(Stored items)
= Beginning of Section =

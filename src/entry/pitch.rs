//! Note numbers and note names.
//!
//! Note numbers follow MIDI numbering (`C4 = 60`). Names are a letter, an
//! optional accidental (`#`, `♯`, `b`, `♭`) and a single octave digit. Only
//! names in the voicebank range `C1`..`B7` (24..=107) are accepted.

use std::fmt;

use super::scalar::IntEntry;
use crate::error::UstError;

/// Lowest note number a note name may denote (`C1`).
pub const LOWEST_NAMED: i32 = 24;

/// Highest note number a note name may denote (`B7`).
pub const HIGHEST_NAMED: i32 = 107;

/// Note number of an unset pitch entry (`C4`).
pub const DEFAULT_NOTE_NUM: i32 = 60;

/// How semitones are spelled when converting numbers to names.
#[derive(Debug, Clone, Copy, PartialEq, Eq, Default)]
pub enum AccidentalStyle {
    #[default]
    Sharp,
    SharpSign,
    Flat,
    FlatSign,
}

impl AccidentalStyle {
    fn names(&self) -> [&'static str; 12] {
        match self {
            AccidentalStyle::Sharp => ["C", "C#", "D", "D#", "E", "F", "F#", "G", "G#", "A", "A#", "B"],
            AccidentalStyle::SharpSign => ["C", "C♯", "D", "D♯", "E", "F", "F♯", "G", "G♯", "A", "A♯", "B"],
            AccidentalStyle::Flat => ["C", "Db", "D", "Eb", "E", "F", "Gb", "G", "Ab", "A", "Bb", "B"],
            AccidentalStyle::FlatSign => ["C", "D♭", "D", "E♭", "E", "F", "G♭", "G", "A♭", "A", "B♭", "B"],
        }
    }
}

fn pitch_class(name: &str) -> Option<i32> {
    let mut chars = name.chars();
    let base = match chars.next()? {
        'C' => 0,
        'D' => 2,
        'E' => 4,
        'F' => 5,
        'G' => 7,
        'A' => 9,
        'B' => 11,
        _ => return None,
    };
    let shift = match chars.next() {
        None => 0,
        Some('#') | Some('♯') => 1,
        Some('b') | Some('♭') => -1,
        Some(_) => return None,
    };
    if chars.next().is_some() {
        return None;
    }
    // Cb and B# are not spelled by any table
    let pc = base + shift;
    if !(0..12).contains(&pc) {
        return None;
    }
    Some(pc)
}

/// Convert a note name such as `C4`, `C#4` or `Db3` to its note number.
pub fn name_to_number(name: &str) -> Result<i32, UstError> {
    let invalid = || UstError::ValueError(format!("{} is not tone-name.", name));
    let trimmed = name.trim();
    let octave_char = trimmed.chars().last().ok_or_else(invalid)?;
    let octave = octave_char.to_digit(10).ok_or_else(invalid)? as i32;
    let letters = &trimmed[..trimmed.len() - octave_char.len_utf8()];
    let pc = pitch_class(letters).ok_or_else(invalid)?;

    let number = pc + (octave + 1) * 12;
    if !(LOWEST_NAMED..=HIGHEST_NAMED).contains(&number) {
        return Err(UstError::ValueError(format!(
            "{} is outside {}..={}",
            name, LOWEST_NAMED, HIGHEST_NAMED
        )));
    }
    Ok(number)
}

/// Convert a note number to a name spelled with `style`.
pub fn number_to_name(number: i32, style: AccidentalStyle) -> String {
    let names = style.names();
    let octave = number.div_euclid(12) - 1;
    format!("{}{}", names[number.rem_euclid(12) as usize], octave)
}

/// Integer pitch entry that also reads and produces note names.
#[derive(Debug, Clone, PartialEq)]
pub struct NoteNumEntry {
    inner: IntEntry,
}

impl Default for NoteNumEntry {
    fn default() -> Self {
        Self {
            inner: IntEntry::with_default(DEFAULT_NOTE_NUM),
        }
    }
}

impl NoteNumEntry {
    pub fn new() -> Self {
        Self::default()
    }

    pub fn value(&self) -> i32 {
        self.inner.value()
    }

    pub fn has_value(&self) -> bool {
        self.inner.has_value()
    }

    pub fn is_updated(&self) -> bool {
        self.inner.is_updated()
    }

    pub fn init(&mut self, value: i32) {
        self.inner.init(value);
    }

    pub fn set(&mut self, value: i32) {
        self.inner.set(value);
    }

    /// Accepts either a number (`60`) or a note name (`C4`).
    pub fn init_from_str(&mut self, text: &str) -> Result<(), UstError> {
        let value = Self::parse(text)?;
        self.inner.init(value);
        Ok(())
    }

    pub fn set_from_str(&mut self, text: &str) -> Result<(), UstError> {
        let value = Self::parse(text)?;
        self.inner.set(value);
        Ok(())
    }

    pub fn set_from_name(&mut self, name: &str) -> Result<(), UstError> {
        let value = name_to_number(name)?;
        self.inner.set(value);
        Ok(())
    }

    pub fn tone_name(&self) -> String {
        number_to_name(self.value(), AccidentalStyle::Sharp)
    }

    pub fn tone_name_with(&self, style: AccidentalStyle) -> String {
        number_to_name(self.value(), style)
    }

    pub fn reset(&mut self) {
        self.inner.reset();
    }

    fn parse(text: &str) -> Result<i32, UstError> {
        match text.trim().parse::<i32>() {
            Ok(v) => Ok(v),
            Err(_) => name_to_number(text),
        }
    }
}

impl fmt::Display for NoteNumEntry {
    fn fmt(&self, f: &mut fmt::Formatter<'_>) -> fmt::Result {
        write!(f, "{}", self.value())
    }
}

= End of Section =

▶ **DESCRIPTION OF THE TASK**
Reproduce the entries above in full, verbatim.

▶ **FINAL ANSWER**
filename src/entry/pitch.rs
//! Note numbers and note names.
//!
//! Note numbers follow MIDI numbering (`C4 = 60`). Names are a letter, an
//! optional accidental (`#`, `♯`, `b`, `♭`) and a single octave digit. Only
//! names in the voicebank range `C1`..`B7` (24..=107) are accepted.

use std::fmt;

use super::scalar::IntEntry;
use crate::error::UstError;

/// Lowest note number a note name may denote (`C1`).
pub const LOWEST_NAMED: i32 = 24;

/// Highest note number a note name may denote (`B7`).
pub const HIGHEST_NAMED: i32 = 107;

/// Note number of an unset pitch entry (`C4`).
pub const DEFAULT_NOTE_NUM: i32 = 60;

/// How semitones are spelled when converting numbers to names.
#[derive(Debug, Clone, Copy, PartialEq, Eq, Default)]
pub enum AccidentalStyle {
    #[default]
    Sharp,
    SharpSign,
    Flat,
    FlatSign,
}

impl AccidentalStyle {
    fn names(&self) -> [&'static str; 12] {
        match self {
            AccidentalStyle::Sharp => ["C", "C#", "D", "D#", "E", "F", "F#", "G", "G#", "A", "A#", "B"],
            AccidentalStyle::SharpSign => ["C", "C♯", "D", "D♯", "E", "F", "F♯", "G", "G♯", "A", "A♯", "B"],
            AccidentalStyle::Flat => ["C", "Db", "D", "Eb", "E", "F", "Gb", "G", "Ab", "A", "Bb", "B"],
            AccidentalStyle::FlatSign => ["C", "D♭", "D", "E♭", "E", "F", "G♭", "G", "A♭", "A", "B♭", "B"],
        }
    }
}

fn pitch_class(name: &str) -> Option<i32> {
    let mut chars = name.chars();
    let base = match chars.next()? {
        'C' => 0,
        'D' => 2,
        'E' => 4,
        'F' => 5,
        'G' => 7,
        'A' => 9,
        'B' => 11,
        _ => return None,
    };
    let shift = match chars.next() {
        None => 0,
        Some('#') | Some('♯') => 1,
        Some('b') | Some('♭') => -1,
        Some(_) => return None,
    };
    if chars.next().is_some() {
        return None;
    }
    // Cb and B# are not spelled by any table
    let pc = base + shift;
    if !(0..12).contains(&pc) {
        return None;
    }
    Some(pc)
}

/// Convert a note name such as `C4`, `C#4` or `Db3` to its note number.
pub fn name_to_number(name: &str) -> Result<i32, UstError> {
    let invalid = || UstError::ValueError(format!("{} is not tone-name.", name));
    let trimmed = name.trim();
    let octave_char = trimmed.chars().last().ok_or_else(invalid)?;
    let octave = octave_char.to_digit(10).ok_or_else(invalid)? as i32;
    let letters = &trimmed[..trimmed.len() - octave_char.len_utf8()];
    let pc = pitch_class(letters).ok_or_else(invalid)?;

    let number = pc + (octave + 1) * 12;
    if !(LOWEST_NAMED..=HIGHEST_NAMED).contains(&number) {
        return Err(UstError::ValueError(format!(
            "{} is outside {}..={}",
            name, LOWEST_NAMED, HIGHEST_NAMED
        )));
    }
    Ok(number)
}

/// Convert a note number to a name spelled with `style`.
pub fn number_to_name(number: i32, style: AccidentalStyle) -> String {
    let names = style.names();
    let octave = number.div_euclid(12) - 1;
    format!("{}{}", names[number.rem_euclid(12) as usize], octave)
}

/// Integer pitch entry that also reads and produces note names.
#[derive(Debug, Clone, PartialEq)]
pub struct NoteNumEntry {
    inner: IntEntry,
}

impl Default for NoteNumEntry {
    fn default() -> Self {
        Self {
            inner: IntEntry::with_default(DEFAULT_NOTE_NUM),
        }
    }
}

impl NoteNumEntry {
    pub fn new() -> Self {
        Self::default()
    }

    pub fn value(&self) -> i32 {
        self.inner.value()
    }

    pub fn has_value(&self) -> bool {
        self.inner.has_value()
    }

    pub fn is_updated(&self) -> bool {
        self.inner.is_updated()
    }

    pub fn init(&mut self, value: i32) {
        self.inner.init(value);
    }

    pub fn set(&mut self, value: i32) {
        self.inner.set(value);
    }

    /// Accepts either a number (`60`) or a note name (`C4`).
    pub fn init_from_str(&mut self, text: &str) -> Result<(), UstError> {
        let value = Self::parse(text)?;
        self.inner.init(value);
        Ok(())
    }

    pub fn set_from_str(&mut self, text: &str) -> Result<(), UstError> {
        let value = Self::parse(text)?;
        self.inner.set(value);
        Ok(())
    }

    pub fn set_from_name(&mut self, name: &str) -> Result<(), UstError> {
        let value = name_to_number(name)?;
        self.inner.set(value);
        Ok(())
    }

    pub fn tone_name(&self) -> String {
        number_to_name(self.value(), AccidentalStyle::Sharp)
    }

    pub fn tone_name_with(&self, style: AccidentalStyle) -> String {
        number_to_name(self.value(), style)
    }

    pub fn reset(&mut self) {
        self.inner.reset();
    }

    fn parse(text: &str) -> Result<i32, UstError> {
        match text.trim().parse::<i32>() {
            Ok(v) => Ok(v),
            Err(_) => name_to_number(text),
        }
    }
}

impl fmt::Display for NoteNumEntry {
    fn fmt(&self, f: &mut fmt::Formatter<'_>) -> fmt::Result {
        write!(f, "{}", self.value())
    }
}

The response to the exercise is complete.